▶ Problem to solve
Using the listing below, set down exactly the lines starting at the line that contains "fn decode_ok(bytes: &[u8])" and ending at the line that contains "assert_eq!(encoded.len(), HEADER_SIZE +", both included, and no others.

▶ Source records
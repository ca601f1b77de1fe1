// Copyright (C) 2025 SyncMyOrders Sp. z o.o.
// SPDX-License-Identifier: AGPL-3.0-or-later
//! Feed operations as they are logged and replayed.

use docdb_tlog::{Entry, EntryType, SerialNum};
use serde::{Deserialize, Serialize};

use crate::document::{BucketId, Document, DocumentId, FieldUpdate, GlobalId, Lid, Timestamp};
use crate::error::{DocDbError, Result};
use crate::subdb::SubDbType;

/// Location of a document: sub-database plus local id.
#[derive(Debug, Clone, Copy, PartialEq, Eq, Hash, Serialize, Deserialize)]
pub struct DbDocumentId {
    pub sub_db: SubDbType,
    pub lid: Lid,
}

impl DbDocumentId {
    pub fn new(sub_db: SubDbType, lid: Lid) -> Self {
        Self { sub_db, lid }
    }
}

/// Fields shared by every operation.
#[derive(Debug, Clone, PartialEq, Serialize, Deserialize)]
pub struct OperationMeta {
    pub bucket: BucketId,
    pub timestamp: Timestamp,
    /// Assigned when the operation is appended to the log.
    #[serde(skip)]
    pub serial: SerialNum,
    /// Where the operation placed the document.
    #[serde(default)]
    pub db_document_id: Option<DbDocumentId>,
}

impl OperationMeta {
    pub fn new(bucket: BucketId, timestamp: Timestamp) -> Self {
        Self {
            bucket,
            timestamp,
            serial: 0,
            db_document_id: None,
        }
    }
}

/// A tombstone scheduled for removal by a prune operation.
#[derive(Debug, Clone, Copy, PartialEq, Eq, Serialize, Deserialize)]
pub struct PrunedDocument {
    pub gid: GlobalId,
    pub timestamp: Timestamp,
}

/// A mutating operation on a document database.
#[derive(Debug, Clone, PartialEq, Serialize, Deserialize)]
#[serde(tag = "kind", rename_all = "snake_case")]
pub enum FeedOperation {
    Put {
        meta: OperationMeta,
        document: Document,
    },
    Update {
        meta: OperationMeta,
        id: DocumentId,
        updates: Vec<FieldUpdate>,
        #[serde(default)]
        create_if_non_existent: bool,
    },
    Remove {
        meta: OperationMeta,
        id: DocumentId,
    },
    /// Internal: the document changes sub-database, timestamp unchanged.
    Move {
        meta: OperationMeta,
        document: Document,
        source: SubDbType,
        target: SubDbType,
    },
    /// Internal: drop old tombstones from the removed sub-database.
    PruneRemoved {
        meta: OperationMeta,
        documents: Vec<PrunedDocument>,
    },
    NoOp {
        meta: OperationMeta,
    },
    /// A config snapshot became active. The snapshot itself lives in the
    /// config store under the same serial number.
    NewConfig {
        meta: OperationMeta,
        generation: i64,
    },
}

impl FeedOperation {
    pub fn meta(&self) -> &OperationMeta {
        match self {
            Self::Put { meta, .. }
            | Self::Update { meta, .. }
            | Self::Remove { meta, .. }
            | Self::Move { meta, .. }
            | Self::PruneRemoved { meta, .. }
            | Self::NoOp { meta }
            | Self::NewConfig { meta, .. } => meta,
        }
    }

    pub fn meta_mut(&mut self) -> &mut OperationMeta {
        match self {
            Self::Put { meta, .. }
            | Self::Update { meta, .. }
            | Self::Remove { meta, .. }
            | Self::Move { meta, .. }
            | Self::PruneRemoved { meta, .. }
            | Self::NoOp { meta }
            | Self::NewConfig { meta, .. } => meta,
        }
    }

    pub fn serial(&self) -> SerialNum {
        self.meta().serial
    }

    pub fn timestamp(&self) -> Timestamp {
        self.meta().timestamp
    }

    pub fn kind(&self) -> &'static str {
        match self {
            Self::Put { .. } => "put",
            Self::Update { .. } => "update",
            Self::Remove { .. } => "remove",
            Self::Move { .. } => "move",
            Self::PruneRemoved { .. } => "prune_removed",
            Self::NoOp { .. } => "noop",
            Self::NewConfig { .. } => "new_config",
        }
    }

    /// Global id of the single document this operation touches.
    pub fn gid(&self) -> Option<GlobalId> {
        match self {
            Self::Put { document, .. } | Self::Move { document, .. } => {
                Some(document.id.global_id())
            }
            Self::Update { id, .. } | Self::Remove { id, .. } => Some(id.global_id()),
            Self::PruneRemoved { .. } | Self::NoOp { .. } | Self::NewConfig { .. } => None,
        }
    }

    pub fn entry_type(&self) -> EntryType {
        match self {
            Self::NewConfig { .. } => EntryType::NewConfig,
            Self::NoOp { .. } => EntryType::NoOp,
            _ => EntryType::FeedOperation,
        }
    }

    /// Encode for the transaction log. The serial must already be assigned.
    pub fn to_entry(&self) -> Result<Entry> {
        let payload = serde_json::to_vec(self)?;
        Ok(Entry::new(self.serial(), self.entry_type(), payload))
    }

    pub fn from_entry(entry: &Entry) -> Result<Self> {
        let mut op: FeedOperation =
            serde_json::from_slice(&entry.payload).map_err(|e| DocDbError::Decode {
                serial: entry.serial,
                details: e.to_string(),
            })?;
        if op.entry_type() != entry.entry_type {
            return Err(DocDbError::Decode {
                serial: entry.serial,
                details: format!(
                    "{} operation logged with entry type {:?}",
                    op.kind(),
                    entry.entry_type
                ),
            });
        }
        op.meta_mut().serial = entry.serial;
        Ok(op)
    }
}

#[cfg(test)]
mod tests {
    use super::*;
    use serde_json::json;

    fn doc(raw: &str) -> Document {
        Document::new(DocumentId::parse(raw).unwrap()).with_field("title", "x")
    }

    #[test]
    fn test_entry_carries_serial_and_type() {
        let mut op = FeedOperation::Put {
            meta: OperationMeta::new(BucketId::new(16, 1), 100),
            document: doc("id:ns:music::a"),
        };
        op.meta_mut().serial = 9;
        op.meta_mut().db_document_id = Some(DbDocumentId::new(SubDbType::Ready, 3));

        let entry = op.to_entry().unwrap();
        assert_eq!(entry.serial, 9);
        assert_eq!(entry.entry_type, EntryType::FeedOperation);

        let decoded = FeedOperation::from_entry(&entry).unwrap();
        assert_eq!(decoded, op);
        assert_eq!(decoded.kind(), "put");
    }

    #[test]
    fn test_new_config_uses_its_own_entry_type() {
        let mut op = FeedOperation::NewConfig {
            meta: OperationMeta::new(BucketId::default_bucket(), 0),
            generation: 4,
        };
        op.meta_mut().serial = 2;
        let entry = op.to_entry().unwrap();
        assert_eq!(entry.entry_type, EntryType::NewConfig);
        assert!(op.gid().is_none());
    }

    #[test]
    fn test_from_entry_rejects_mismatched_type() {
        let mut op = FeedOperation::NoOp {
            meta: OperationMeta::new(BucketId::default_bucket(), 0),
        };
        op.meta_mut().serial = 1;
        let mut entry = op.to_entry().unwrap();
        entry.entry_type = EntryType::FeedOperation;

        let err = FeedOperation::from_entry(&entry).unwrap_err();
        assert_eq!(err.error_code(), "DECODE_ERROR");
    }

    #[test]
    fn test_from_entry_rejects_garbage() {
        let entry = Entry::new(5, EntryType::FeedOperation, &b"not json"[..]);
        assert!(matches!(
            FeedOperation::from_entry(&entry),
            Err(DocDbError::Decode { serial: 5, .. })
        ));
    }

    #[test]
    fn test_update_payload_shape() {
        let op = FeedOperation::Update {
            meta: OperationMeta::new(BucketId::new(8, 0), 7),
            id: DocumentId::parse("id:ns:music::a").unwrap(),
            updates: vec![FieldUpdate::Assign {
                field: "title".into(),
                value: json!("y"),
            }],
            create_if_non_existent: true,
        };
        let value = serde_json::to_value(&op).unwrap();
        assert_eq!(value["kind"], "update");
        assert_eq!(value["id"], "id:ns:music::a");
        assert_eq!(value["create_if_non_existent"], true);
        assert_eq!(
            op.gid(),
            Some(DocumentId::parse("id:ns:music::a").unwrap().global_id())
        );
    }

    #[test]
    fn test_meta_logs_only_the_new_placement() {
        let mut meta = OperationMeta::new(BucketId::new(8, 0), 7);
        meta.db_document_id = Some(DbDocumentId::new(SubDbType::NotReady, 2));
        let op = FeedOperation::Remove {
            meta,
            id: DocumentId::parse("id:ns:music::a").unwrap(),
        };
        let value = serde_json::to_value(&op).unwrap();
        let mut keys: Vec<_> = value["meta"].as_object().unwrap().keys().cloned().collect();
        keys.sort();
        assert_eq!(keys, vec!["bucket", "db_document_id", "timestamp"]);
    }
}
// Copyright (C) 2025 SyncMyOrders Sp. z o.o.
// SPDX-License-Identifier: AGPL-3.0-or-later
//! On-disk entry framing.
//!
//! Every entry is written as:
//! - 4 bytes: payload length (big-endian)
//! - 8 bytes: serial number (big-endian)
//! - 1 byte: entry type
//! - N bytes: payload
//! - 4 bytes: CRC32 over everything above (big-endian)

use bytes::{Buf, BufMut, Bytes, BytesMut};

use crate::SerialNum;
use crate::error::{Result, TlogError};

/// Maximum payload size (64 MB)
pub const MAX_ENTRY_SIZE: usize = 64 * 1024 * 1024;

/// Entry header size (4 bytes length + 8 bytes serial + 1 byte type)
pub const HEADER_SIZE: usize = 13;

/// Entry trailer size (CRC32)
pub const TRAILER_SIZE: usize = 4;

/// Kind of a logged entry. The payload encoding is owned by the writer.
#[derive(Debug, Clone, Copy, PartialEq, Eq)]
#[repr(u8)]
pub enum EntryType {
    /// A mutating feed operation (put, update, remove, move, prune).
    FeedOperation = 1,
    /// A config snapshot became active at this serial number.
    NewConfig = 2,
    /// Serial number placeholder without effect.
    NoOp = 3,
}

impl TryFrom<u8> for EntryType {
    type Error = TlogError;

    fn try_from(value: u8) -> std::result::Result<Self, Self::Error> {
        match value {
            1 => Ok(EntryType::FeedOperation),
            2 => Ok(EntryType::NewConfig),
            3 => Ok(EntryType::NoOp),
            _ => Err(TlogError::InvalidEntryType(value)),
        }
    }
}

/// A logged entry.
#[derive(Debug, Clone, PartialEq, Eq)]
pub struct Entry {
    pub serial: SerialNum,
    pub entry_type: EntryType,
    pub payload: Bytes,
}

/// Outcome of decoding one entry from the front of a buffer.
#[derive(Debug)]
pub enum Decoded {
    /// A complete entry and the number of bytes it occupied.
    Entry(Entry, usize),
    /// The buffer ends inside an entry (torn write).
    Incomplete,
    /// The bytes do not form a valid entry.
    Corrupt(String),
}

impl Entry {
    pub fn new(serial: SerialNum, entry_type: EntryType, payload: impl Into<Bytes>) -> Self {
        Self {
            serial,
            entry_type,
            payload: payload.into(),
        }
    }

    /// Size of this entry on disk.
    pub fn encoded_len(&self) -> usize {
        HEADER_SIZE + self.payload.len() + TRAILER_SIZE
    }

    /// Encode the entry to its on-disk representation.
    pub fn encode(&self) -> Result<Bytes> {
        if self.payload.len() > MAX_ENTRY_SIZE {
            return Err(TlogError::EntryTooLarge(self.payload.len()));
        }
        let mut buf = BytesMut::with_capacity(self.encoded_len());
        buf.put_u32(self.payload.len() as u32);
        buf.put_u64(self.serial);
        buf.put_u8(self.entry_type as u8);
        buf.put(self.payload.clone());
        let crc = crc32fast::hash(&buf);
        buf.put_u32(crc);
        Ok(buf.freeze())
    }

    /// Decode the entry at the front of `bytes`.
    pub fn decode(bytes: &[u8]) -> Decoded {
        if bytes.len() < HEADER_SIZE {
            return Decoded::Incomplete;
        }

        let mut header = &bytes[..HEADER_SIZE];
        let length = header.get_u32() as usize;
        let serial = header.get_u64();
        let raw_type = header.get_u8();

        if length > MAX_ENTRY_SIZE {
            return Decoded::Corrupt(format!("entry length {} exceeds maximum", length));
        }

        let total = HEADER_SIZE + length + TRAILER_SIZE;
        if bytes.len() < total {
            return Decoded::Incomplete;
        }

        let body_end = HEADER_SIZE + length;
        let expected = crc32fast::hash(&bytes[..body_end]);
        let stored = (&bytes[body_end..total]).get_u32();
        if expected != stored {
            return Decoded::Corrupt(format!(
                "CRC mismatch for serial {}: stored {:08x}, computed {:08x}",
                serial, stored, expected
            ));
        }

        let entry_type = match EntryType::try_from(raw_type) {
            Ok(t) => t,
            Err(e) => return Decoded::Corrupt(e.to_string()),
        };

        Decoded::Entry(
            Entry {
                serial,
                entry_type,
                payload: Bytes::copy_from_slice(&bytes[HEADER_SIZE..body_end]),
            },
            total,
        )
    }
}

#[cfg(test)]
mod tests {
    use super::*;

    fn decode_ok(bytes: &[u8]) -> (Entry, usize) {
        match Entry::decode(bytes) {
            Decoded::Entry(e, n) => (e, n),
            other => panic!("expected entry, got {:?}", other),
        }
    }

    #[test]
    fn test_entry_type_conversions() {
        assert_eq!(EntryType::try_from(1u8).unwrap(), EntryType::FeedOperation);
        assert_eq!(EntryType::try_from(2u8).unwrap(), EntryType::NewConfig);
        assert_eq!(EntryType::try_from(3u8).unwrap(), EntryType::NoOp);
        assert!(EntryType::try_from(0u8).is_err());
        assert!(EntryType::try_from(4u8).is_err());
    }

    #[test]
    fn test_encode_layout() {
        let entry = Entry::new(42, EntryType::FeedOperation, &b"abc"[..]);
        let encoded = entry.encode().unwrap();

        assert_eq!(encoded.len(), HEADER_SIZE + 3 + TRAILER_SIZE);
        assert_eq!(&encoded[0..4], &3u32.to_be_bytes());
        assert_eq!(&encoded[4..12], &42u64.to_be_bytes());
        assert_eq!(encoded[12], 1);
        assert_eq!(&encoded[13..16], b"abc");
    }

    #[test]
    fn test_decode_consumes_exactly_one_entry() {
        let first = Entry::new(1, EntryType::NewConfig, &b"cfg"[..]);
        let second = Entry::new(2, EntryType::NoOp, Bytes::new());
        let mut buf = first.encode().unwrap().to_vec();
        buf.extend_from_slice(&second.encode().unwrap());

        let (decoded, used) = decode_ok(&buf);
        assert_eq!(decoded, first);
        let (decoded, _) = decode_ok(&buf[used..]);
        assert_eq!(decoded, second);
    }

    #[test]
    fn test_decode_truncated_is_incomplete() {
        let encoded = Entry::new(7, EntryType::FeedOperation, &b"payload"[..])
            .encode()
            .unwrap();
        assert!(matches!(Entry::decode(&encoded[..5]), Decoded::Incomplete));
        assert!(matches!(
            Entry::decode(&encoded[..encoded.len() - 1]),
            Decoded::Incomplete
        ));
    }

    #[test]
    fn test_decode_detects_flipped_bit() {
        let mut encoded = Entry::new(7, EntryType::FeedOperation, &b"payload"[..])
            .encode()
            .unwrap()
            .to_vec();
        encoded[HEADER_SIZE + 2] ^= 0x10;
        match Entry::decode(&encoded) {
            Decoded::Corrupt(reason) => assert!(reason.contains("CRC mismatch")),
            other => panic!("expected corruption, got {:?}", other),
        }
    }

    #[test]
    fn test_encode_rejects_oversized_payload() {
        let entry = Entry::new(1, EntryType::FeedOperation, vec![0u8; MAX_ENTRY_SIZE + 1]);
        assert!(matches!(
            entry.encode(),
            Err(TlogError::EntryTooLarge(n)) if n == MAX_ENTRY_SIZE + 1
        ));
    }
}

▶ Result for this task
    fn decode_ok(bytes: &[u8]) -> (Entry, usize) {
        match Entry::decode(bytes) {
            Decoded::Entry(e, n) => (e, n),
            other => panic!("expected entry, got {:?}", other),
        }
    }

    #[test]
    fn test_entry_type_conversions() {
        assert_eq!(EntryType::try_from(1u8).unwrap(), EntryType::FeedOperation);
        assert_eq!(EntryType::try_from(2u8).unwrap(), EntryType::NewConfig);
        assert_eq!(EntryType::try_from(3u8).unwrap(), EntryType::NoOp);
        assert!(EntryType::try_from(0u8).is_err());
        assert!(EntryType::try_from(4u8).is_err());
    }

    #[test]
    fn test_encode_layout() {
        let entry = Entry::new(42, EntryType::FeedOperation, &b"abc"[..]);
        let encoded = entry.encode().unwrap();

        assert_eq!(encoded.len(), HEADER_SIZE + 3 + TRAILER_SIZE);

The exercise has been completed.